Once the correlation matrix has been constructed (for each sub-period), the next step is transforming it into an adjacency matrix. The adjacency matrix is the representation of the network edges, and can be extracted from the correlation matrix in different ways. The most common approach is to use some threshold criteria, which determines which values of the correlation matrix will be transformed into edges in the network (and which values will not). However, there are other more refined ways to extract the adjacency matrix from the correlation matrix is used random matrix theory12,13, and choosing which method use depends on the properties of the specific data-set in hand.
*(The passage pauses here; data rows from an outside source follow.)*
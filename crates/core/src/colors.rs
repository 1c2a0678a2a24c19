use serde::{Deserialize, Serialize};
use serde_json::Value;

/// WUBRG colour identity, each entry 0 or 1.
#[derive(Debug, Clone, Copy, Default, PartialEq, Eq, Hash, Serialize, Deserialize)]
pub struct ColorIdentity {
    #[serde(rename = "W", default)]
    pub white: u8,
    #[serde(rename = "U", default)]
    pub blue: u8,
    #[serde(rename = "B", default)]
    pub black: u8,
    #[serde(rename = "R", default)]
    pub red: u8,
    #[serde(rename = "G", default)]
    pub green: u8,
}

impl ColorIdentity {
    pub const LETTERS: [char; 5] = ['W', 'U', 'B', 'R', 'G'];

    /// Reads a raw `colors` field: either an object of per-colour counts or an
    /// array of letters / colour names. Anything else yields `None`.
    pub fn from_raw(value: &Value) -> Option<Self> {
        let mut colors = Self::default();
        match value {
            Value::Object(map) => {
                for (key, count) in map {
                    let present = match count {
                        Value::Number(n) => n.as_f64().is_some_and(|n| n > 0.0),
                        Value::Bool(flag) => *flag,
                        _ => false,
                    };
                    if present {
                        colors.mark(key);
                    }
                }
            }
            Value::Array(items) => {
                for item in items.iter().filter_map(Value::as_str) {
                    colors.mark(item);
                }
            }
            _ => return None,
        }
        Some(colors)
    }

    /// Accepts `"W"`, `"w"`, `"White"`; unknown names are ignored.
    pub fn mark(&mut self, name: &str) {
        let slot = match name.trim().to_ascii_lowercase().as_str() {
            "w" | "white" => &mut self.white,
            "u" | "blue" => &mut self.blue,
            "b" | "black" => &mut self.black,
            "r" | "red" => &mut self.red,
            "g" | "green" => &mut self.green,
            _ => return,
        };
        *slot = 1;
    }

    pub fn is_colorless(&self) -> bool {
        *self == Self::default()
    }

    /// Compact `"WUG"` form; `"C"` for colourless.
    pub fn symbols(&self) -> String {
        let flags = [self.white, self.blue, self.black, self.red, self.green];
        let out: String = Self::LETTERS
            .iter()
            .zip(flags)
            .filter(|(_, flag)| *flag == 1)
            .map(|(letter, _)| *letter)
            .collect();
        if out.is_empty() {
            "C".to_string()
        } else {
            out
        }
    }
}

/// Colour identity of a deck detail document, taken from the cards filed
/// under the `Commander` category.
pub fn commander_colors(detail: &Value) -> ColorIdentity {
    let mut colors = ColorIdentity::default();
    let Some(cards) = detail.get("cards").and_then(Value::as_array) else {
        return colors;
    };
    let commanders = cards.iter().filter(|card| {
        card.get("categories")
            .and_then(Value::as_array)
            .is_some_and(|cats| cats.iter().any(|c| c.as_str() == Some("Commander")))
    });
    for card in commanders {
        let identity = card
            .pointer("/card/oracleCard/colorIdentity")
            .and_then(Value::as_array);
        for name in identity.into_iter().flatten().filter_map(Value::as_str) {
            colors.mark(name);
        }
    }
    colors
}
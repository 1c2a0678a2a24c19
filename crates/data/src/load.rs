use crate::schema::RosterFile;
use anyhow::{bail, Context};
use deckpick_core::{FolderId, Roster};
use std::fs;
use std::path::Path;

const DEFAULT_ROSTER_JSON: &str = include_str!("../assets/players.json");

/// Roster compiled into the binary.
pub fn default_roster() -> anyhow::Result<Roster> {
    parse_roster(DEFAULT_ROSTER_JSON).context("parse built-in roster")
}

pub fn load_roster(path: &Path) -> anyhow::Result<Roster> {
    let raw = fs::read_to_string(path).with_context(|| format!("read {}", path.display()))?;
    parse_roster(&raw).with_context(|| format!("parse {}", path.display()))
}

/// Loads `path` when given, otherwise falls back to the built-in roster.
pub fn load_roster_or_default(path: Option<&Path>) -> anyhow::Result<Roster> {
    match path {
        Some(path) => load_roster(path),
        None => default_roster(),
    }
}

pub fn parse_roster(raw: &str) -> anyhow::Result<Roster> {
    let file: RosterFile = serde_json::from_str(raw)?;
    let mut roster = Roster::new();
    for (player, folder) in &file.players {
        if player.trim().is_empty() {
            bail!("empty player name for folder {folder}");
        }
        let folder =
            FolderId::parse(folder).with_context(|| format!("folder id of player {player}"))?;
        if roster.insert(player, folder).is_some() {
            bail!("player {player} listed twice (names are case-insensitive)");
        }
    }
    if roster.is_empty() {
        bail!("roster has no players");
    }
    Ok(roster)
}
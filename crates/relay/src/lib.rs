//! Relay between deck clients and the upstream deck-building site: fetches
//! folder pages, pulls the embedded page data out of them and answers with
//! normalized decks.

pub mod config;
pub mod extract;
pub mod relay;
pub mod server;
pub mod upstream;

pub use config::*;
pub use extract::*;
pub use relay::*;
pub use server::*;
pub use upstream::*;
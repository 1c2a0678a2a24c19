use crate::{Deck, DeckError, FolderId, RngState, Roster};
use std::collections::HashMap;

/// Anything that can turn a folder id into normalized decks: the relay in
/// process, or an HTTP client talking to it.
pub trait DeckSource {
    fn fetch_folder(&self, folder: &FolderId) -> Result<Vec<Deck>, DeckError>;
}

impl<T: DeckSource + ?Sized> DeckSource for &T {
    fn fetch_folder(&self, folder: &FolderId) -> Result<Vec<Deck>, DeckError> {
        (**self).fetch_folder(folder)
    }
}

impl<T: DeckSource + ?Sized> DeckSource for std::sync::Arc<T> {
    fn fetch_folder(&self, folder: &FolderId) -> Result<Vec<Deck>, DeckError> {
        (**self).fetch_folder(folder)
    }
}

/// Decks grouped by bracket label. Built in one pass and never edited after.
#[derive(Debug, Clone, Default, PartialEq, Eq)]
pub struct BracketBuckets {
    buckets: HashMap<String, Vec<Deck>>,
}

impl BracketBuckets {
    pub fn get(&self, bracket: &str) -> Option<&[Deck]> {
        self.buckets.get(bracket).map(Vec::as_slice)
    }

    pub fn len(&self) -> usize {
        self.buckets.len()
    }

    pub fn is_empty(&self) -> bool {
        self.buckets.is_empty()
    }

    pub fn total(&self) -> usize {
        self.buckets.values().map(Vec::len).sum()
    }

    pub fn iter(&self) -> impl Iterator<Item = (&str, &[Deck])> {
        self.buckets
            .iter()
            .map(|(label, decks)| (label.as_str(), decks.as_slice()))
    }

    /// Labels for display: numeric labels numerically, then the rest
    /// alphabetically.
    pub fn sorted_labels(&self) -> Vec<&str> {
        let mut labels: Vec<&str> = self.buckets.keys().map(String::as_str).collect();
        labels.sort_by(|a, b| match (a.parse::<f64>(), b.parse::<f64>()) {
            (Ok(x), Ok(y)) => x.total_cmp(&y),
            (Ok(_), Err(_)) => std::cmp::Ordering::Less,
            (Err(_), Ok(_)) => std::cmp::Ordering::Greater,
            (Err(_), Err(_)) => a.cmp(b),
        });
        labels
    }
}

/// Groups decks by bracket label, keeping input order inside each group.
/// Decks without a bracket are grouped under the sentinel label so the total
/// count is preserved; the selector filters those out before calling this.
pub fn organize_by_bracket(decks: &[Deck]) -> BracketBuckets {
    let mut buckets: HashMap<String, Vec<Deck>> = HashMap::new();
    for deck in decks {
        buckets
            .entry(deck.bracket.to_string())
            .or_default()
            .push(deck.clone());
    }
    BracketBuckets { buckets }
}

/// Uniformly random deck from one bucket; `None` if the bucket is missing
/// or empty.
pub fn pick_random<'a>(
    bracket: &str,
    buckets: &'a BracketBuckets,
    rng: &mut RngState,
) -> Option<&'a Deck> {
    let decks = buckets.get(bracket)?;
    rng.index(decks.len()).map(|idx| &decks[idx])
}

/// Resolves players to folders and loads their usable decks.
#[derive(Debug, Clone)]
pub struct DeckSelector<S> {
    roster: Roster,
    source: S,
}

impl<S: DeckSource> DeckSelector<S> {
    pub fn new(roster: Roster, source: S) -> Self {
        Self { roster, source }
    }

    pub fn roster(&self) -> &Roster {
        &self.roster
    }

    pub fn source(&self) -> &S {
        &self.source
    }

    /// Decks of `player` that carry a bracket. Source errors pass through
    /// untouched; an empty result after filtering is `NoUsableDecks`.
    pub fn load_decks(&self, player: &str) -> Result<Vec<Deck>, DeckError> {
        let folder = self.roster.resolve(player)?;
        let decks = self.source.fetch_folder(folder)?;
        let usable: Vec<Deck> = decks.into_iter().filter(Deck::has_bracket).collect();
        if usable.is_empty() {
            return Err(DeckError::NoUsableDecks {
                player: player.to_string(),
            });
        }
        Ok(usable)
    }
}

#[cfg(test)]
mod tests {
    use super::*;
    use crate::{Bracket, DeckId};

    fn deck(id: u64, bracket: &str) -> Deck {
        Deck::new(DeckId::Number(id), format!("deck {id}"), Bracket::rated(bracket))
    }

    #[test]
    fn grouping_keeps_order_and_count() {
        let decks = vec![deck(1, "3"), deck(2, "2"), deck(3, "3"), deck(4, "4"), deck(5, "3")];
        let buckets = organize_by_bracket(&decks);
        assert_eq!(buckets.total(), decks.len());
        let ids: Vec<_> = buckets
            .get("3")
            .expect("bucket")
            .iter()
            .map(|d| d.id.clone())
            .collect();
        assert_eq!(
            ids,
            vec![DeckId::Number(1), DeckId::Number(3), DeckId::Number(5)]
        );
    }

    #[test]
    fn sorted_labels_are_numeric_first() {
        let decks = vec![deck(1, "10"), deck(2, "2"), deck(3, "casual"), deck(4, "4")];
        let buckets = organize_by_bracket(&decks);
        assert_eq!(buckets.sorted_labels(), vec!["2", "4", "10", "casual"]);
    }

    #[test]
    fn pick_stays_inside_bucket() {
        let decks = vec![deck(1, "3"), deck(2, "2"), deck(3, "3")];
        let buckets = organize_by_bracket(&decks);
        let mut rng = RngState::from_seed(11);
        for _ in 0..200 {
            let picked = pick_random("3", &buckets, &mut rng).expect("pick");
            assert_eq!(picked.bracket, Bracket::rated("3"));
            assert!(buckets.get("3").expect("bucket").contains(picked));
        }
    }

    #[test]
    fn pick_from_missing_or_empty_bucket_is_none() {
        let buckets = organize_by_bracket(&[]);
        let mut rng = RngState::from_seed(1);
        assert!(pick_random("3", &buckets, &mut rng).is_none());
        assert_eq!(rng.index(0), None);
    }

    #[test]
    fn picks_are_uniform() {
        let decks: Vec<Deck> = (0..4).map(|id| deck(id, "2")).collect();
        let buckets = organize_by_bracket(&decks);
        let mut rng = RngState::from_seed(0xC0FFEE);
        let draws = 20_000;
        let mut counts = [0usize; 4];
        for _ in 0..draws {
            let picked = pick_random("2", &buckets, &mut rng).expect("pick");
            let DeckId::Number(id) = &picked.id else {
                panic!("numeric id expected");
            };
            counts[*id as usize] += 1;
        }
        for count in counts {
            let freq = count as f64 / draws as f64;
            assert!((freq - 0.25).abs() < 0.02, "frequency {freq} too far from 0.25");
        }
    }
}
Once the adjacency matrix (of the specific sub period) is resolved, we measure the structural entropy as described in the previous section. Note that Structural Entropy is calculated in each time step for the corresponding sub-period, resulting in a new time series of Structural Entropy values.

Figure 2 depicts the main steps in the procedure of monitoring structural entropy of correlation-based networks. In sub-figure A we observe the raw data and the use of a sliding window technique. Next, in sub-figure B, we calculate the Pearson correlation matrix from the raw data. In sub-figure C, we see the transformation of the correlation matrix into an adjacency matrix using a threshold process. These three stages represent the main steps discussed in this section. The next two steps show the calculation of structural entropy. In sub-figure d, we see the outcome of a community detection algorithm running over the adjacency matrix, where each block in the matrix represents a community with high density of links. Next, in sub-figure E, we see the calculation of structural entropy as described in section 0. Lastly, in sub-figure F, we construct a new time series for the structural entropy measure, where each time step represents the diversity level of the system in the corresponding sub-period.

Figure 2
figure 2

Illustration of the main steps in the procedure of monitoring structural entropy of correlation-based networks. (A) raw time series, using sliding window approach we analyze continuously sub-periods from the entire data. (B) generating Pearson correlation matrix (or different association matrix) (C) transforming the correlation matrix to an adjacency matrix (D) resolving community structure of the network (E) calculating the structural entropy for each specific sub-period (F) continuous monitoring of the structural entropy and analysis.

In the next section, we apply this process to the case of financial data in order to resolve and monitor diversity level in emergent organization of financial markets.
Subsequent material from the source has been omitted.